One of the best things about living in Atlanta is that you can go just a few blocks and find yourself in a totally different area with a different feel, population, and points of interest.
About two miles away from my home in Edgewood, Atlanta, there is a neighborhood called Lake Claire. Lake Claire is a hippie enclave, filled with Obama/Biden signs, sidewalk chalk drawings, many many plants, and houses with peace signs and ‘love each other’ painted on them. The vibe is very natural and authentic, and my daily walks often bring me over to the area.
One of the best features of Lake Claire is a community-operated park area called the Lake Claire Community Land Trust. The LCCLT is a peaceful easy space, featuring a community garden, a lake with ducks, and an Emu named “Big Lou” who wanders around and enjoys eating pieces of fruit from people’s hands (well, other than citrus).
It also has an amphitheater where they have concerts (folks music mostly, of course) and a weekly drum circle. Every Fall, they have a concert called the “Peace & Love Festival”
They are not messing around with this hippie stuff.
It is a serene, quiet place to go and read or walk around or have conversations, the people who live there are exceedingly friendly (they tend to call each other Brother and Sister, whether they are related or not), and of course you could always go and see Big Lou.
On this particular day, I found myself sitting several rows up in the empty amphitheater, reading a book, when one of the residents, a fifty-something guy in shorts and a t-shirt, came in and set up a fire in the fire pit located dead center. He worked meticulously, putting the wood in a triangle with newspaper in the middle and lighting it in several places, pleased with his work. I glanced up every once in a while, and smiled to let him know I wasn’t just being creepy and staring at his fire.
Just moments after this scene played out, another fellow came down the path and noticing that there was a fire, came down to confront the first guy about it.
“Why did you set a fire??? You know we have the Fairy Light Festival tonight and I need to prepare the area.” It sounds silly but this guy was really annoyed.
“Because I can. There are house tours today. Dammit”
“We can’t have a fire in here now, and I wish you’d stop being such an asshole to me.”

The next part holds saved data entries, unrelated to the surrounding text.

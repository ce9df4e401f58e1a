use std::io::Read;

use anyhow::Result;
use clap::{Parser, Subcommand};
use rand::rngs::StdRng;
use rand::SeedableRng;

use bluster::config::Config;
use bluster::scoring;
use bluster::scoring::danger::DangerWeights;
use bluster::tts::gtts::GoogleTranslateSynthesizer;
use bluster::tts::SpeechSynthesizer;

/// Bluster: danger-versus-hype scoring for sensational news text.
///
/// Tells a barking headline from a biting one: keyword hits raise the
/// danger score, sensational framing lowers it, and the verdict comes with
/// a pre-authored Malayalam one-liner.
#[derive(Parser)]
#[command(name = "bluster", version, about)]
struct Cli {
    #[command(subcommand)]
    command: Commands,
}

#[derive(Subcommand)]
enum Commands {
    /// Analyze text (from the argument, or stdin when omitted)
    Analyze {
        /// The text to score
        text: Option<String>,

        /// Emit the full result as JSON instead of the terminal report
        #[arg(long)]
        json: bool,

        /// Seed the dialogue draw for reproducible output
        #[arg(long)]
        seed: Option<u64>,
    },

    /// Synthesize arbitrary text to an mp3 file
    Speak {
        /// The text to narrate
        text: String,

        /// Output file path
        #[arg(long, default_value = "speech.mp3")]
        output: String,
    },

    /// Run the HTTP API (POST /analyze, GET /audio/*)
    #[cfg(feature = "web")]
    Serve {
        /// Port to listen on
        #[arg(long, default_value = "8000")]
        port: u16,

        /// Address to bind
        #[arg(long, default_value = "127.0.0.1")]
        bind: String,
    },
}

#[tokio::main]
async fn main() -> Result<()> {
    // Load .env file if present (silently ignore if missing)
    let _ = dotenvy::dotenv();

    // Set up structured logging
    tracing_subscriber::fmt()
        .with_env_filter(
            tracing_subscriber::EnvFilter::try_from_default_env()
                .unwrap_or_else(|_| tracing_subscriber::EnvFilter::new("bluster=info")),
        )
        .init();

    let cli = Cli::parse();

    match cli.command {
        Commands::Analyze { text, json, seed } => {
            let input = match text {
                Some(t) => t,
                None => {
                    let mut buf = String::new();
                    std::io::stdin().read_to_string(&mut buf)?;
                    buf
                }
            };

            let weights = DangerWeights::default();
            let result = match seed {
                Some(s) => {
                    let mut rng = StdRng::seed_from_u64(s);
                    scoring::analyze_with(&input, &weights, &mut rng)
                }
                None => scoring::analyze(&input),
            };

            if json {
                println!("{}", serde_json::to_string_pretty(&result)?);
            } else {
                bluster::output::terminal::display_analysis(&input, &result);
            }
        }

        Commands::Speak { text, output } => {
            let config = Config::load()?;
            let synthesizer =
                GoogleTranslateSynthesizer::new(&config.tts_endpoint, &config.tts_lang);

            println!("Synthesizing {} chars to {output}...", text.chars().count());
            synthesizer.synthesize(&text, output.as_ref()).await?;
            println!("Done.");
        }

        #[cfg(feature = "web")]
        Commands::Serve { port, bind } => {
            use std::sync::Arc;

            let config = Config::load()?;
            let synthesizer: Arc<dyn SpeechSynthesizer> = Arc::new(
                GoogleTranslateSynthesizer::new(&config.tts_endpoint, &config.tts_lang),
            );

            bluster::web::run_server(config, synthesizer, port, &bind).await?;
        }
    }

    Ok(())
}
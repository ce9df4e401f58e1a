// Data models — the records one analysis produces.
//
// These types are separate from the scoring functions so the web handlers
// and terminal output can use them without depending on the pipeline
// internals. An AnalysisResult is built once, never mutated afterwards,
// and discarded after the caller renders it.

use serde::{Deserialize, Serialize};

use crate::scoring::drama::DramaSignals;

/// Score band driving dialogue selection.
#[derive(Debug, Clone, Copy, PartialEq, Eq, Serialize, Deserialize)]
#[serde(rename_all = "lowercase")]
pub enum Category {
    Low,
    Medium,
    High,
}

impl Category {
    pub fn as_str(&self) -> &'static str {
        match self {
            Category::Low => "low",
            Category::Medium => "medium",
            Category::High => "high",
        }
    }
}

impl std::fmt::Display for Category {
    fn fmt(&self, f: &mut std::fmt::Formatter<'_>) -> std::fmt::Result {
        write!(f, "{}", self.as_str())
    }
}

/// Unique keywords that matched, split by vocabulary, in vocabulary order.
#[derive(Debug, Clone, Serialize, Deserialize)]
pub struct MatchedKeywords {
    pub danger: Vec<String>,
    pub noise: Vec<String>,
}

/// Auxiliary numbers for UI display. None of these feed the category
/// decision — they exist so a frontend can draw the threat/noise split.
#[derive(Debug, Clone, Serialize, Deserialize)]
pub struct AnalysisMetrics {
    /// Total danger keyword occurrences (not unique keywords)
    pub danger_count: u32,
    /// Total noise keyword occurrences
    pub noise_count: u32,
    /// Sum of all drama signal counts
    pub drama_units: u32,
    pub drama_breakdown: DramaSignals,
    pub threat_index: f64,
    pub noise_index: f64,
    pub threat_percent: f64,
    pub noise_percent: f64,
}

/// The complete output of one analysis.
#[derive(Debug, Clone, Serialize, Deserialize)]
pub struct AnalysisResult {
    /// Danger score, always within [0, 100]
    pub score: f64,
    pub category: Category,
    pub matched_keywords: MatchedKeywords,
    /// One line drawn at random from the category's dialogue pool
    pub chosen_dialogue: String,
    pub metrics: AnalysisMetrics,
}
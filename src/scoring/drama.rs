// Drama estimation — stylistic signals of sensationalism.
//
// Four independent pattern scans over the same text. Each maximal run of a
// pattern counts once, so "!!!!!" is one exclaim group, not four. The
// signals feed the score as penalty units: loud framing lowers perceived
// danger.

use std::sync::LazyLock;

use regex_lite::Regex;
use serde::{Deserialize, Serialize};

/// Runs of two or more terminal shriek characters (`!`, `?`, or the Arabic
/// question mark, which shows up in pasted WhatsApp forwards).
static EXCLAIM_RUN: LazyLock<Regex> =
    LazyLock::new(|| Regex::new(r"[!?؟]{2,}").expect("exclaim pattern is valid"));

/// Case-insensitive whole-word hype tokens in Latin script.
static LATIN_HYPE: LazyLock<Regex> =
    LazyLock::new(|| Regex::new(r"(?i)\b(OMG|BREAKING|MASS|HYPE)\b").expect("hype pattern is valid"));

/// Whole words of three or more uppercase Latin letters.
static CAPS_WORD: LazyLock<Regex> =
    LazyLock::new(|| Regex::new(r"\b[A-Z]{3,}\b").expect("caps pattern is valid"));

/// Every three shouted words contribute one penalty unit; the remainder is
/// discarded so shouting can't dominate the score.
const CAPS_WORDS_PER_UNIT: u32 = 3;

/// Per-signal counts produced fresh for each analysis.
#[derive(Debug, Clone, Copy, Default, PartialEq, Eq, Serialize, Deserialize)]
pub struct DramaSignals {
    /// Maximal runs of 2+ `!`/`?`/`؟` characters
    pub exclaim_groups: u32,
    /// Maximal runs of 3+ identical Malayalam vowel signs
    pub elongations: u32,
    /// Whole-word OMG/BREAKING/MASS/HYPE matches, any case
    pub latin_hype: u32,
    /// ALL-CAPS words of 3+ letters, scaled down by 3
    pub caps_shout: u32,
}

impl DramaSignals {
    /// Total drama penalty units.
    pub fn total_units(&self) -> u32 {
        self.exclaim_groups + self.elongations + self.latin_hype + self.caps_shout
    }
}

/// Scan `text` for all four drama signals.
///
/// Pure function; evaluation order of the scans does not matter.
pub fn estimate(text: &str) -> DramaSignals {
    let caps_words = CAPS_WORD.find_iter(text).count() as u32;

    DramaSignals {
        exclaim_groups: EXCLAIM_RUN.find_iter(text).count() as u32,
        elongations: count_elongations(text),
        latin_hype: LATIN_HYPE.find_iter(text).count() as u32,
        caps_shout: caps_words / CAPS_WORDS_PER_UNIT,
    }
}

/// Malayalam dependent vowel signs eligible for elongation detection.
fn is_vowel_sign(c: char) -> bool {
    matches!(
        c,
        'ാ' | 'ി' | 'ീ' | 'ു' | 'ൂ' | 'െ' | 'േ' | 'ൈ' | 'ോ' | 'ൌ'
    )
}

/// Count maximal runs of 3+ identical vowel signs.
///
/// A run of any length past the threshold still counts once: this tracks
/// elongation events, not extra characters. Written as a character walk
/// because the equivalent regex needs a backreference (identical repeats),
/// which regex-lite does not support.
fn count_elongations(text: &str) -> u32 {
    let mut events = 0u32;
    let mut run_char: Option<char> = None;
    let mut run_len = 0usize;

    for c in text.chars() {
        if Some(c) == run_char {
            run_len += 1;
            continue;
        }
        if let Some(prev) = run_char {
            if run_len >= 3 && is_vowel_sign(prev) {
                events += 1;
            }
        }
        run_char = Some(c);
        run_len = 1;
    }
    if let Some(prev) = run_char {
        if run_len >= 3 && is_vowel_sign(prev) {
            events += 1;
        }
    }

    events
}
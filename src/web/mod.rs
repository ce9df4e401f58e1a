// Web server — Axum-based API around the scoring pipeline.
//
// POST /analyze scores the text, synthesizes the chosen dialogue to an mp3,
// and returns both. Generated files are served back under /audio. CORS is
// wide open so the browser overlay can call the API from any site.

use std::sync::Arc;

use anyhow::Result;
use axum::http::{header, StatusCode};
use axum::response::{IntoResponse, Response};
use axum::routing::{get, post};
use axum::Router;
use tower_http::cors::CorsLayer;
use tower_http::services::ServeDir;
use tower_http::trace::TraceLayer;
use tracing::info;

use crate::config::Config;
use crate::tts::SpeechSynthesizer;

pub mod handlers;

/// Shared application state threaded through all Axum handlers.
#[derive(Clone)]
pub struct AppState {
    pub config: Arc<Config>,
    pub synthesizer: Arc<dyn SpeechSynthesizer>,
    /// Base URL prepended to /audio paths in API responses
    pub public_base: String,
}

/// Start the Axum web server and block until it exits.
pub async fn run_server(
    config: Config,
    synthesizer: Arc<dyn SpeechSynthesizer>,
    port: u16,
    bind: &str,
) -> Result<()> {
    tokio::fs::create_dir_all(&config.audio_dir).await?;

    let addr = format!("{bind}:{port}");
    let public_base = config
        .public_url
        .clone()
        .unwrap_or_else(|| format!("http://{addr}"));

    let state = AppState {
        config: Arc::new(config),
        synthesizer,
        public_base,
    };

    let app = build_router(state);

    info!("Bluster API listening on http://{addr}");

    let listener = tokio::net::TcpListener::bind(&addr).await?;
    axum::serve(listener, app).await?;
    Ok(())
}

/// Build the router. Public so tests can drive it with `tower::oneshot`.
pub fn build_router(state: AppState) -> Router {
    let audio_dir = state.config.audio_dir.clone();

    Router::new()
        .route("/analyze", post(handlers::analyze::analyze_text))
        .route("/health", get(health))
        .nest_service("/audio", ServeDir::new(audio_dir))
        .layer(
            CorsLayer::new()
                .allow_origin(tower_http::cors::Any)
                .allow_methods([
                    axum::http::Method::GET,
                    axum::http::Method::POST,
                    axum::http::Method::OPTIONS,
                ])
                .allow_headers([header::CONTENT_TYPE]),
        )
        .layer(TraceLayer::new_for_http())
        .with_state(state)
}

/// Health check — always returns 200 OK.
async fn health() -> impl IntoResponse {
    (
        StatusCode::OK,
        axum::Json(serde_json::json!({ "status": "ok" })),
    )
}

/// Typed JSON error response helper.
pub fn api_error(status: StatusCode, message: &str) -> Response {
    (status, axum::Json(serde_json::json!({ "error": message }))).into_response()
}
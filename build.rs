//! Build script that reports system dependencies and model assets.
//!
//! `OpenCV` is located through pkg-config; missing libraries or model files
//! produce warnings with installation hints instead of failing the build.

use std::env;
use std::path::Path;
use std::process::Command;

const MODEL_ASSETS: [&str; 2] = ["assets/face_detection_short_range.onnx", "assets/face_landmark.onnx"];

fn main() {
    println!("cargo:rerun-if-changed=build.rs");

    check_pkg_config();
    check_opencv();
    check_model_assets();

    println!(
        "cargo:rustc-env=BUILD_TARGET={}",
        env::var("TARGET").unwrap_or_default()
    );
}

fn pkg_config_version(package: &str) -> Option<String> {
    let output = Command::new("pkg-config").args(["--modversion", package]).output().ok()?;
    output
        .status
        .success()
        .then(|| String::from_utf8_lossy(&output.stdout).trim().to_string())
}

fn check_opencv() {
    println!("cargo:rerun-if-env-changed=PKG_CONFIG_PATH");
    println!("cargo:rerun-if-env-changed=OPENCV_LINK_PATHS");
    println!("cargo:rerun-if-env-changed=OPENCV_INCLUDE_PATHS");

    match pkg_config_version("opencv4").or_else(|| pkg_config_version("opencv")) {
        Some(version) => println!("cargo:warning=Found OpenCV version: {version}"),
        None => {
            println!("cargo:warning=OpenCV not found via pkg-config. Make sure OpenCV is installed.");
            println!("cargo:warning=On Ubuntu: sudo apt-get install libopencv-dev");
            println!("cargo:warning=On macOS: brew install opencv");
        }
    }
}

fn check_pkg_config() {
    let found = Command::new("pkg-config")
        .arg("--version")
        .output()
        .is_ok_and(|output| output.status.success());

    if !found {
        println!("cargo:warning=pkg-config not found. This is required to find system libraries.");
        println!("cargo:warning=On Ubuntu: sudo apt-get install pkg-config");
        println!("cargo:warning=On macOS: brew install pkg-config");
    }
}

fn check_model_assets() {
    let manifest_dir = env::var("CARGO_MANIFEST_DIR").unwrap_or_default();
    for asset in MODEL_ASSETS {
        println!("cargo:rerun-if-changed={asset}");
        if !Path::new(&manifest_dir).join(asset).exists() {
            println!("cargo:warning=Model file {asset} is missing; download it before running the tracker");
        }
    }
}
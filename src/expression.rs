//! Expression classification from facial landmark geometry.
//!
//! Three coarse expressions are derived from pixel distances between a few
//! mesh landmarks and compared against fixed thresholds:
//!
//! - smile: mouth width over mouth height
//! - eyes closed: average vertical lid gap of both eyes
//! - surprise: vertical offset between two points on either eyebrow
//!
//! The thresholds are absolute pixel values, so results depend on how large
//! the face appears in the frame.

use crate::{
    constants::{EYEBROW_RAISE_THRESHOLD, EYES_CLOSED_THRESHOLD, SMILE_RATIO_THRESHOLD},
    topology::index,
    Error, Result,
};
use opencv::core::Point;

/// Expression names in display order
pub const EXPRESSION_NAMES: [&str; 3] = ["smile", "eyes_closed", "surprise"];

/// Boolean expression states for one face in one frame
#[derive(Debug, Clone, Copy, Default, PartialEq, Eq)]
pub struct ExpressionFlags {
    pub smile: bool,
    pub eyes_closed: bool,
    pub surprise: bool,
}

impl ExpressionFlags {
    /// `(name, state)` pairs in display order
    #[must_use]
    pub fn entries(&self) -> [(&'static str, bool); 3] {
        [
            (EXPRESSION_NAMES[0], self.smile),
            (EXPRESSION_NAMES[1], self.eyes_closed),
            (EXPRESSION_NAMES[2], self.surprise),
        ]
    }

    /// Look up a state by expression name
    #[must_use]
    pub fn get(&self, name: &str) -> Option<bool> {
        self.entries().into_iter().find(|(n, _)| *n == name).map(|(_, state)| state)
    }
}

/// Intermediate measurements behind the expression flags, in pixels
#[derive(Debug, Clone, Copy, Default, PartialEq)]
pub struct ExpressionMetrics {
    pub mouth_width: f64,
    pub mouth_height: f64,
    pub smile_ratio: f64,
    pub left_eye_height: f64,
    pub right_eye_height: f64,
    pub avg_eye_height: f64,
    pub eyebrow_left: f64,
    pub eyebrow_right: f64,
}

impl ExpressionMetrics {
    /// Measure a pixel landmark sequence in face mesh topology
    ///
    /// # Errors
    ///
    /// Returns an error if the sequence is too short for the indices read.
    pub fn from_points(points: &[Point]) -> Result<Self> {
        if points.len() <= index::MAX_EXPRESSION_INDEX {
            return Err(Error::ModelValidationError(format!(
                "Expression analysis needs at least {} landmarks, got {}",
                index::MAX_EXPRESSION_INDEX + 1,
                points.len()
            )));
        }

        let x = |i: usize| f64::from(points[i].x);
        let y = |i: usize| f64::from(points[i].y);

        let mouth_width = x(index::MOUTH_RIGHT) - x(index::MOUTH_LEFT);
        let mouth_height = y(index::UPPER_LIP_TOP) - y(index::LOWER_LIP_BOTTOM);

        let left_eye_height = (y(index::LEFT_EYE_UPPER_LID) - y(index::LEFT_EYE_LOWER_LID)).abs();
        let right_eye_height = (y(index::RIGHT_EYE_UPPER_LID) - y(index::RIGHT_EYE_LOWER_LID)).abs();

        Ok(Self {
            mouth_width,
            mouth_height,
            smile_ratio: mouth_width / smile_denominator(mouth_height),
            left_eye_height,
            right_eye_height,
            avg_eye_height: (left_eye_height + right_eye_height) / 2.0,
            eyebrow_left: y(index::LEFT_EYEBROW_OUTER) - y(index::LEFT_EYEBROW_INNER),
            eyebrow_right: y(index::RIGHT_EYEBROW_OUTER) - y(index::RIGHT_EYEBROW_INNER),
        })
    }

    /// Apply the expression thresholds
    #[must_use]
    pub fn flags(&self) -> ExpressionFlags {
        ExpressionFlags {
            smile: self.smile_ratio > SMILE_RATIO_THRESHOLD,
            eyes_closed: self.avg_eye_height < EYES_CLOSED_THRESHOLD,
            surprise: self.eyebrow_left > EYEBROW_RAISE_THRESHOLD || self.eyebrow_right > EYEBROW_RAISE_THRESHOLD,
        }
    }
}

/// Mouth height floored at one pixel so the smile ratio is always defined
#[must_use]
pub fn smile_denominator(mouth_height: f64) -> f64 {
    mouth_height.max(1.0)
}

/// Classify expressions for one face
///
/// # Errors
///
/// Returns an error if the sequence is too short for the indices read.
pub fn classify(points: &[Point]) -> Result<ExpressionFlags> {
    Ok(ExpressionMetrics::from_points(points)?.flags())
}

#[cfg(test)]
mod tests {
    use super::*;
    use crate::constants::NUM_FACE_MESH_LANDMARKS;

    fn neutral_points() -> Vec<Point> {
        vec![Point::new(0, 0); NUM_FACE_MESH_LANDMARKS]
    }

    #[test]
    fn test_entries_order() {
        let flags = ExpressionFlags {
            smile: true,
            eyes_closed: false,
            surprise: true,
        };
        let names: Vec<&str> = flags.entries().iter().map(|(n, _)| *n).collect();
        assert_eq!(names, vec!["smile", "eyes_closed", "surprise"]);
        assert_eq!(flags.get("surprise"), Some(true));
        assert_eq!(flags.get("eyes_closed"), Some(false));
        assert_eq!(flags.get("frown"), None);
    }

    #[test]
    fn test_all_points_coincident() {
        // Zero-size face: lids touch, no smile, no raised brows
        let flags = classify(&neutral_points()).unwrap();
        assert!(!flags.smile);
        assert!(flags.eyes_closed);
        assert!(!flags.surprise);
    }

    #[test]
    fn test_negative_mouth_height_uses_floor() {
        let mut points = neutral_points();
        points[index::MOUTH_RIGHT].x = 90;
        points[index::UPPER_LIP_TOP].y = 100;
        points[index::LOWER_LIP_BOTTOM].y = 130;

        let metrics = ExpressionMetrics::from_points(&points).unwrap();
        assert_eq!(metrics.mouth_height, -30.0);
        assert_eq!(metrics.smile_ratio, 90.0);
        assert!(metrics.flags().smile);
    }

    #[test]
    fn test_short_sequence_rejected() {
        let points = vec![Point::new(0, 0); index::MAX_EXPRESSION_INDEX];
        assert!(matches!(classify(&points), Err(Error::ModelValidationError(_))));
    }

    #[test]
    fn test_smile_boundary_is_strict() {
        let metrics = ExpressionMetrics {
            smile_ratio: SMILE_RATIO_THRESHOLD,
            avg_eye_height: 10.0,
            ..Default::default()
        };
        assert!(!metrics.flags().smile);
    }

    #[test]
    fn test_eyes_closed_boundary_is_strict() {
        let metrics = ExpressionMetrics {
            avg_eye_height: EYES_CLOSED_THRESHOLD,
            ..Default::default()
        };
        assert!(!metrics.flags().eyes_closed);
    }
}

“I’m not being an asshole, YOU’RE being an asshole!”
“No, YOU’RE being the asshole!”
This continued for awhile, in the center of this amphitheater surrounded by nature, in preparation for the Fairy Light Festival, and mere feet from this stage:
After this, they both stormed out.
I continued reading my book. This was an act break, I suppose, in this improv theater-in-the-round.
At this point, The fellow who’d complained about the fire stormed back in, took a rake and toppled the fire into the ashes, grabbed a bucket of water, and doused the rest of the flames, shaking his head and walking back out again.
I finished another chapter.
More slowly this time.
Then the first guy came in, saw his destroyed fire and looked up at me.
“Did that guy put out my fire?”
I wasn’t sure I wanted to get involved.
“Er…Yes, yes he did.”
I smiled and tried to sound neutral. “Everybody’s got their something, ya know?”
“You got that right!”
He stormed off again.
At this point, I gave up entirely on the book. I owned the situation. This was two people embroiled in conflict, literally in the center of a stage, so stuck in being right that they had no idea how ridiculous it all seemed, given their context. I could see it only because I was several levels up, sitting on an audience bench, watching it all unfold. I was not involved, I was merely a spectator, amused at the absurdity.
The fire-douser returned with a rake, sweeping up the ash and dirt, cleaning the seats in preparation for the festivities of the evening, shaking his head in annoyance. This was no one-time argument. These two had a history.
Ten minutes later, yet another confrontation, center stage, this time with several other friends of the fire-douser present (and seemingly just as amused as I was)
I got up and walked out.
My instinct was to find the fire-maker and suggest to him that maybe if he treated the other guy super-duper-nicely, that might really annoy him. But I didn’t.
I’m not sure what that says about me.
Anyway, I guess that’s what the universe thought I needed to learn today.
There is lots to learn, if we step back and look at it from the audience.
Best play I’ve seen in a while.
If you find yourself at the LCCLT, say hi to Big Lou for me. He likes grapes. And doesn’t care a bit about fires.